Files
SubMiner/backlog/tasks/task-182 - Fix-session-stats-chart-known-word-totals-exceeding-total-words.md

61 lines
3.3 KiB
Markdown

---
id: TASK-182
title: Fix session stats chart known-word totals exceeding total words
status: Done
milestone: m-1
assignee:
- codex
created_date: '2026-03-17 16:07'
updated_date: '2026-03-18 05:28'
labels: []
dependencies: []
references:
- /Users/sudacode/projects/japanese/SubMiner/src/core/services/stats-server.ts
- >-
/Users/sudacode/projects/japanese/SubMiner/stats/src/components/sessions/SessionDetail.tsx
- >-
/Users/sudacode/projects/japanese/SubMiner/src/core/services/__tests__/stats-server.test.ts
- /Users/sudacode/projects/japanese/SubMiner/stats/src/hooks/useSessions.ts
ordinal: 109500
---
## Description
<!-- SECTION:DESCRIPTION:BEGIN -->
Fix the session detail stats display so the known-word series cannot exceed the total-word series for the same sample. Ground the fix in the actual immersion-tracker metrics used by the stats UI and cover the regression with automated tests.
<!-- SECTION:DESCRIPTION:END -->
## Acceptance Criteria
<!-- AC:BEGIN -->
- [x] #1 Session detail data uses a consistent cumulative word metric so known-word counts do not exceed total words for a sample
- [x] #2 Automated tests cover the session known-word timeline contract and reproduce the regression scenario
- [x] #3 Session stats UI still renders the timeline and tooltip values correctly after the fix
<!-- AC:END -->
## Implementation Plan
<!-- SECTION:PLAN:BEGIN -->
1. Add a regression test for `/api/stats/sessions/:id/known-words-timeline` covering a Japanese-style session where telemetry word counts can be lower than token-derived known-word counts.
2. Update the stats known-word timeline contract/server implementation so the series is expressed in the same cumulative unit used for total words in the session detail view.
3. Adjust the session detail UI/types to consume the corrected series and keep tooltip/legend copy coherent.
4. Run targeted tests for stats server and stats UI transforms, then summarize any wider verification skipped.
<!-- SECTION:PLAN:END -->
## Implementation Notes
<!-- SECTION:NOTES:BEGIN -->
Implemented server-side known-word timeline fix to preserve stored line positions and accumulate known-word occurrences rather than compressed unique-headword counts.

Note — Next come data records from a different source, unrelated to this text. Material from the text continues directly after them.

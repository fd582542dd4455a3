use crate::command::CommandOutput;
use crate::error::{ExecError, Result};
use crate::probes::builder::seconds_arg;
use netprobe_core::{ProbeOutcome, ValidatedProbe, ValidationError};

/// Outcome for a request that failed validation and was never executed
pub fn rejected(error: &ValidationError) -> ProbeOutcome {
    ProbeOutcome::error(format!("Error: {}", error))
}

/// Map an execution result to the outcome reported to the caller
pub fn classify(probe: &ValidatedProbe, result: Result<CommandOutput>) -> ProbeOutcome {
    match result {
        Err(ExecError::NotFound { program }) => ProbeOutcome::error(format!(
            "Error: '{}' command not found on the server.",
            program
        )),
        Err(ExecError::Timeout { timeout, .. }) => match probe {
            ValidatedProbe::Reachability(_) => ProbeOutcome::error(format!(
                "Error: Command timed out after {}s. Host {} may be unresponsive.",
                seconds_arg(timeout),
                probe.destination()
            )),
            ValidatedProbe::Http(_) => ProbeOutcome::error(format!(
                "Error: Request timed out after {}s. The request to {} took too long.",
                seconds_arg(timeout),
                probe.destination()
            )),
        },
        Err(ExecError::Other { message }) => {
            ProbeOutcome::error(format!("An unexpected error occurred: {}", message))
        }
        Ok(output) if output.exit_code == 0 => match probe {
            // Reachability tools report the connection on stderr even on success
            ValidatedProbe::Reachability(_) => {
                ProbeOutcome::success(format!("{}{}", output.stdout, output.stderr))
            }
            ValidatedProbe::Http(_) => ProbeOutcome::success(output.stdout),
        },
        Ok(output) => ProbeOutcome::error(format!("{}{}", output.stderr, output.stdout)),
    }
}

#[cfg(test)]
mod tests {
    use super::*;
    use netprobe_core::{
        validate_request, HttpProbeRequest, ProbeRequest, Protocol, ReachabilityRequest,
    };
    use std::time::Duration;

    fn tcp_probe() -> ValidatedProbe {
        validate_request(&ProbeRequest::Reachability(ReachabilityRequest {
            host: "db.internal".to_string(),
            port: "5432".to_string(),
            protocol: Protocol::Tcp,
        }))
        .unwrap()
    }

    fn http_probe() -> ValidatedProbe {
        validate_request(&ProbeRequest::Http(HttpProbeRequest {
            url: "https://example.com/health".to_string(),
            flags: String::new(),
        }))
        .unwrap()
    }

    fn output(stdout: &str, stderr: &str, exit_code: i32) -> CommandOutput {
        CommandOutput {
            stdout: stdout.to_string(),
            stderr: stderr.to_string(),
            exit_code,
        }
    }

    #[test]
    fn test_reachability_success_includes_stderr() {
        let outcome = classify(
            &tcp_probe(),
            Ok(output("", "Connection to db.internal 5432 port [tcp/*] succeeded!\n", 0)),
        );
        assert!(!outcome.is_error);
        assert_eq!(
            outcome.text,
            "Connection to db.internal 5432 port [tcp/*] succeeded!\n"
        );
    }

    #[test]
    fn test_http_success_is_stdout_only() {
        let outcome = classify(&http_probe(), Ok(output("<html>ok</html>", "noise", 0)));
        assert_eq!(outcome, ProbeOutcome::success("<html>ok</html>"));
    }

    #[test]
    fn test_non_zero_exit_puts_stderr_first() {
        let outcome = classify(
            &http_probe(),
            Ok(output("partial body", "curl: (22) The requested URL returned error\n", 22)),
        );
        assert!(outcome.is_error);
        assert_eq!(
            outcome.text,
            "curl: (22) The requested URL returned error\npartial body"
        );

        let outcome = classify(
            &tcp_probe(),
            Ok(output("", "nc: connect to db.internal port 5432 (tcp) failed: Connection refused\n", 1)),
        );
        assert!(outcome.is_error);
        assert!(outcome.text.contains("Connection refused"));
    }

    #[test]
    fn test_not_found_names_tool() {
        let outcome = classify(&tcp_probe(), Err(ExecError::not_found("nc")));
        assert_eq!(
            outcome,
            ProbeOutcome::error("Error: 'nc' command not found on the server.")
        );
    }

    #[test]
    fn test_timeout_names_destination_and_budget() {
        let outcome = classify(
            &tcp_probe(),
            Err(ExecError::timeout("nc", Duration::from_secs(10))),
        );
        assert_eq!(
            outcome,
            ProbeOutcome::error(
                "Error: Command timed out after 10s. Host db.internal:5432 may be unresponsive."
            )
        );

        let outcome = classify(
            &http_probe(),
            Err(ExecError::timeout("curl", Duration::from_secs(5))),
        );
        assert!(outcome.is_error);
        assert!(outcome.text.contains("after 5s"));
        assert!(outcome.text.contains("https://example.com/health"));
    }

    #[test]
    fn test_other_embeds_cause() {
        let outcome = classify(&http_probe(), Err(ExecError::other("Too many open files")));
        assert_eq!(
            outcome,
            ProbeOutcome::error("An unexpected error occurred: Too many open files")
        );
    }

    #[test]
    fn test_rejected_prefixes_error() {
        let outcome = rejected(&ValidationError::invalid_url("ftp://x"));
        assert!(outcome.is_error);
        assert_eq!(
            outcome.text,
            "Error: Invalid or insecure URL provided: ftp://x. Must be a full URL or host:port."
        );
    }
}
use clap::{Args, Parser, Subcommand};
use netprobe_apiserver::{ApiServer, AppState, Config as ApiConfig};
use netprobe_core::{
    EnvironmentInfo, HttpProbeRequest, ProbeConfig, ProbeRequest, Protocol, ReachabilityRequest,
};
use netprobe_runtime::{ProbeHandler, ProcessExecutor};
use std::sync::Arc;
use std::time::Duration;
use tokio_util::sync::CancellationToken;
use tracing::{error, info};

#[derive(Parser)]
#[command(name = "netprobe", about = "Validated network reachability and HTTP probes")]
struct Cli {
    #[command(subcommand)]
    command: Commands,
}

#[derive(Subcommand)]
enum Commands {
    /// Run the probe API server
    Serve {
        /// Address to listen on
        #[arg(long, env = "NETPROBE_BIND", default_value = "0.0.0.0:5000")]
        bind: String,
        #[command(flatten)]
        probe: ProbeArgs,
        #[command(flatten)]
        environment: EnvironmentArgs,
    },
    /// Run a single probe and print its output
    Probe {
        #[command(flatten)]
        probe: ProbeArgs,
        #[command(subcommand)]
        target: ProbeTarget,
    },
}

#[derive(Subcommand)]
enum ProbeTarget {
    /// Check that a TCP or UDP port accepts connections
    Reachability {
        /// IP address or fully-qualified domain name
        #[arg(long)]
        host: String,
        /// Port number (1-65535)
        #[arg(long)]
        port: String,
        /// Transport protocol (tcp or udp)
        #[arg(long, default_value = "tcp")]
        protocol: Protocol,
    },
    /// Issue an HTTP(S) request
    Http {
        /// Absolute URL, or host[:port] for plain http
        #[arg(long)]
        url: String,
        /// Extra client flags: -v, --verbose, -i, --include, -I, --head
        #[arg(long, default_value = "", allow_hyphen_values = true)]
        flags: String,
    },
}

#[derive(Args)]
struct ProbeArgs {
    /// Program used for reachability probes
    #[arg(long, env = "NETPROBE_TCP_PROGRAM", default_value = "nc")]
    tcp_program: String,
    /// Program used for HTTP probes
    #[arg(long, env = "NETPROBE_HTTP_PROGRAM", default_value = "curl")]
    http_program: String,
    /// Hard time limit for reachability probes, in seconds
    #[arg(
        long,
        env = "NETPROBE_REACHABILITY_TIMEOUT",
        default_value_t = 10,
        value_parser = clap::value_parser!(u64).range(1..)
    )]
    reachability_timeout: u64,
    /// Hard time limit for HTTP probes, in seconds
    #[arg(
        long,
        env = "NETPROBE_HTTP_TIMEOUT",
        default_value_t = 5,
        value_parser = clap::value_parser!(u64).range(1..)
    )]
    http_timeout: u64,
    /// Grace period between SIGTERM and SIGKILL for timed-out probes, in milliseconds
    #[arg(long, env = "NETPROBE_KILL_GRACE_MS", default_value_t = 500)]
    kill_grace_ms: u64,
}

impl ProbeArgs {
    fn to_config(&self) -> ProbeConfig {
        ProbeConfig {
            tcp_probe_program: self.tcp_program.clone(),
            http_probe_program: self.http_program.clone(),
            reachability_timeout: Duration::from_secs(self.reachability_timeout),
            http_timeout: Duration::from_secs(self.http_timeout),
            kill_grace_period: Duration::from_millis(self.kill_grace_ms),
        }
    }
}

#[derive(Args)]
struct EnvironmentArgs {
    /// Pod name shown to operators
    #[arg(long, env = "POD_NAME")]
    pod_name: Option<String>,
    /// Pod namespace shown to operators
    #[arg(long, env = "POD_NAMESPACE")]
    pod_namespace: Option<String>,
    /// Service name shown to operators
    #[arg(long, env = "SERVICE_NAME")]
    service_name: Option<String>,
    /// App label shown to operators
    #[arg(long, env = "APP_LABEL")]
    app_label: Option<String>,
}

impl EnvironmentArgs {
    fn to_info(&self) -> EnvironmentInfo {
        EnvironmentInfo::from_lookup(|key| match key {
            "POD_NAME" => self.pod_name.clone(),
            "POD_NAMESPACE" => self.pod_namespace.clone(),
            "SERVICE_NAME" => self.service_name.clone(),
            "APP_LABEL" => self.app_label.clone(),
            _ => None,
        })
    }
}

#[tokio::main]
async fn main() -> miette::Result<()> {
    // Initialize tracing; stdout is reserved for probe output
    tracing_subscriber::fmt()
        .with_env_filter(
            tracing_subscriber::EnvFilter::try_from_default_env()
                .unwrap_or_else(|_| tracing_subscriber::EnvFilter::new("info")),
        )
        .with_writer(std::io::stderr)
        .init();

    let cli = Cli::parse();

    match cli.command {
        Commands::Serve {
            bind,
            probe,
            environment,
        } => run_serve(&bind, probe.to_config(), environment.to_info()).await,
        Commands::Probe { probe, target } => run_probe(probe.to_config(), target).await,
    }
}

/// Run the API server until Ctrl-C
async fn run_serve(
    bind: &str,
    config: ProbeConfig,
    environment: EnvironmentInfo,
) -> miette::Result<()> {
    info!("Starting netprobe API server");

    let listen_addr = bind
        .parse()
        .map_err(|e| miette::miette!("Invalid bind address '{}': {}", bind, e))?;

    info!(
        "Probe limits: reachability {:?}, http {:?}",
        config.reachability_timeout, config.http_timeout
    );

    let state = Arc::new(AppState::new(create_handler(config), environment));
    let server = ApiServer::new(ApiConfig { listen_addr }, state);

    let token = CancellationToken::new();
    let server_token = token.clone();
    let mut server_handle = tokio::spawn(async move {
        if let Err(e) = server.run(server_token).await {
            error!("API server error: {}", e);
        }
    });

    tokio::select! {
        result = tokio::signal::ctrl_c() => {
            result.map_err(|e| miette::miette!("Failed to listen for ctrl-c: {}", e))?;
        }
        _ = &mut server_handle => {
            return Err(miette::miette!("API server stopped unexpectedly"));
        }
    }

    info!("Shutting down gracefully...");
    token.cancel();

    // In-flight probes are bounded by their own timeouts
    let shutdown_timeout = Duration::from_secs(15);
    if tokio::time::timeout(shutdown_timeout, server_handle)
        .await
        .is_err()
    {
        error!("API server did not stop within {:?}", shutdown_timeout);
    }

    info!("Shutdown complete");

    Ok(())
}

/// Run one probe from the command line
async fn run_probe(config: ProbeConfig, target: ProbeTarget) -> miette::Result<()> {
    let request = match target {
        ProbeTarget::Reachability {
            host,
            port,
            protocol,
        } => ProbeRequest::Reachability(ReachabilityRequest {
            host,
            port,
            protocol,
        }),
        ProbeTarget::Http { url, flags } => ProbeRequest::Http(HttpProbeRequest { url, flags }),
    };

    let handler = create_handler(config);
    let result = handler.handle(&request).await;

    print!("{}", result.outcome.text);
    if !result.outcome.text.ends_with('\n') {
        println!();
    }

    if result.is_error() {
        return Err(miette::miette!("{} probe failed", result.kind));
    }

    Ok(())
}

/// Create the probe handler backed by real child processes
fn create_handler(config: ProbeConfig) -> Arc<ProbeHandler> {
    let executor = Arc::new(ProcessExecutor::new(config.kill_grace_period));
    Arc::new(ProbeHandler::new(executor, Arc::new(config)))
}
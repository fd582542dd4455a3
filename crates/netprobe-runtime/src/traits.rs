use crate::command::CommandOutput;
use crate::error::Result;
use async_trait::async_trait;
use std::time::Duration;

/// Trait for running a probe tool from an argument vector
///
/// Implementations must never hand the vector to a shell, and must not return
/// until the child has exited or been killed and reaped. `ProcessExecutor`
/// spawns real processes; `MockExecutor` replays scripted results in tests.
#[async_trait]
pub trait ProbeExecutor: Send + Sync {
    /// Run `argv[0]` with `argv[1..]` as its arguments under a hard timeout
    async fn run(&self, argv: &[String], timeout: Duration) -> Result<CommandOutput>;
}
//! Netprobe Core - Types and validators for the network probe engine
//!
//! This crate provides:
//! - Raw, untrusted probe requests and their validated counterparts
//! - Strict grammars for hosts, ports, URLs and HTTP probe flags
//! - Error types with miette diagnostics
//! - Startup configuration shared read-only by every request

pub mod config;
pub mod error;
pub mod types;
pub mod validation;

// Re-export commonly used types
pub use config::{EnvironmentInfo, ProbeConfig};
pub use error::{Result, ValidationError};
pub use types::{
    AbsoluteUrl, Fqdn, HostSpec, HttpFlag, HttpProbe, HttpProbeRequest, ProbeKind, ProbeOutcome,
    ProbeRequest, Protocol, ReachabilityProbe, ReachabilityRequest, ValidatedProbe,
};
pub use validation::{
    validate_flags, validate_host, validate_port, validate_request, validate_url,
};
//! Grammar checks for untrusted probe input
//!
//! Every function here is a pure function of its argument. Nothing is
//! resolved, dereferenced or decoded: a value either matches the grammar as
//! written or it is rejected.

use crate::types::{
    AbsoluteUrl, Fqdn, HostSpec, HttpFlag, HttpProbe, HttpProbeRequest, ProbeRequest,
    ReachabilityProbe, ReachabilityRequest, ValidatedProbe,
};
use crate::{Result, ValidationError};
use std::borrow::Cow;
use std::collections::BTreeSet;
use std::net::IpAddr;
use url::Url;

/// Longest host name accepted, trailing dot included
pub const MAX_FQDN_LEN: usize = 255;

/// Longest single DNS label
pub const MAX_LABEL_LEN: usize = 63;

/// Validate a probe target as an IP literal or a fully-qualified domain name
pub fn validate_host(host: &str) -> Result<HostSpec> {
    if let Ok(addr) = host.parse::<IpAddr>() {
        return Ok(HostSpec::IpLiteral(addr));
    }

    if is_valid_fqdn(host) {
        return Ok(HostSpec::Fqdn(Fqdn::new_unchecked(host)));
    }

    Err(ValidationError::invalid_host(host))
}

/// Check a name against the FQDN grammar
///
/// At most one trailing dot is stripped; every remaining label must be
/// 1-63 ASCII letters, digits or '-', not starting or ending with '-'.
pub fn is_valid_fqdn(name: &str) -> bool {
    if name.is_empty() || name.len() > MAX_FQDN_LEN {
        return false;
    }

    let name = name.strip_suffix('.').unwrap_or(name);
    name.split('.').all(is_valid_label)
}

fn is_valid_label(label: &str) -> bool {
    !label.is_empty()
        && label.len() <= MAX_LABEL_LEN
        && !label.starts_with('-')
        && !label.ends_with('-')
        && label.bytes().all(|b| b.is_ascii_alphanumeric() || b == b'-')
}

/// Validate a port as a base-10 integer in 1..=65535
pub fn validate_port(raw: &str) -> Result<u16> {
    match raw.parse::<u16>() {
        Ok(port) if port != 0 => Ok(port),
        _ => Err(ValidationError::invalid_port(raw)),
    }
}

/// Validate and normalize an http(s) URL
///
/// Input without a `://` separator is treated as `http://<input>`, so bare
/// `host` and `host:port` forms are accepted.
pub fn validate_url(raw: &str) -> Result<AbsoluteUrl> {
    if raw.is_empty() {
        return Err(ValidationError::invalid_url(raw));
    }

    let candidate = if raw.contains("://") {
        Cow::Borrowed(raw)
    } else {
        Cow::Owned(format!("http://{}", raw))
    };

    let parsed = Url::parse(&candidate).map_err(|_| ValidationError::invalid_url(raw))?;

    if !matches!(parsed.scheme(), "http" | "https") {
        return Err(ValidationError::invalid_url(raw));
    }

    if !parsed.host_str().is_some_and(|host| !host.is_empty()) {
        return Err(ValidationError::invalid_url(raw));
    }

    Ok(AbsoluteUrl::new_unchecked(parsed))
}

/// Validate a whitespace-delimited list of HTTP probe options
///
/// Rejects on the first token that is not exactly one of the allowed flags.
/// Repeated flags collapse into one.
pub fn validate_flags(raw: &str) -> Result<BTreeSet<HttpFlag>> {
    raw.split_whitespace()
        .map(|token| {
            HttpFlag::from_token(token).ok_or_else(|| ValidationError::disallowed_flag(token))
        })
        .collect()
}

/// Validate a reachability request field by field
pub fn validate_reachability(request: &ReachabilityRequest) -> Result<ReachabilityProbe> {
    let host = validate_host(&request.host)?;
    let port = validate_port(&request.port)?;
    Ok(ReachabilityProbe::new(host, port, request.protocol))
}

/// Validate an HTTP probe request field by field
pub fn validate_http(request: &HttpProbeRequest) -> Result<HttpProbe> {
    let url = validate_url(&request.url)?;
    let flags = validate_flags(&request.flags)?;
    Ok(HttpProbe::new(url, flags))
}

/// Run the validators for the request's kind
pub fn validate_request(request: &ProbeRequest) -> Result<ValidatedProbe> {
    match request {
        ProbeRequest::Reachability(req) => validate_reachability(req).map(ValidatedProbe::Reachability),
        ProbeRequest::Http(req) => validate_http(req).map(ValidatedProbe::Http),
    }
}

Updated session-facing stats views to prefer `tokensSeen` over `wordsSeen` when available so displayed session word totals align with the session chart and lookup-rate denominator.
Verification: `bun test src/core/services/__tests__/stats-server.test.ts`, `bun test stats/src/lib/yomitan-lookup.test.tsx`, `bun test src/core/services/immersion-tracker/__tests__/query.test.ts`, `bun run typecheck` all passed.
Verification skipped/blocker: `bun run typecheck:stats` still fails in pre-existing unrelated files `stats/src/components/anime/AnilistSelector.tsx`, `stats/src/lib/reading-utils.test.ts`, and `stats/src/lib/reading-utils.ts`.
<!-- SECTION:NOTES:END -->
## Final Summary
<!-- SECTION:FINAL_SUMMARY:BEGIN -->
Fixed the session stats mismatch that let known words outrun total words. The stats server now preserves actual subtitle-line positions and accumulates known-word occurrences for the session timeline, while session-facing stats views prefer token-based word totals when available. Added regression coverage for the known-word timeline API and for session-row word-count rendering, plus a user-visible changelog fragment.
<!-- SECTION:FINAL_SUMMARY:END -->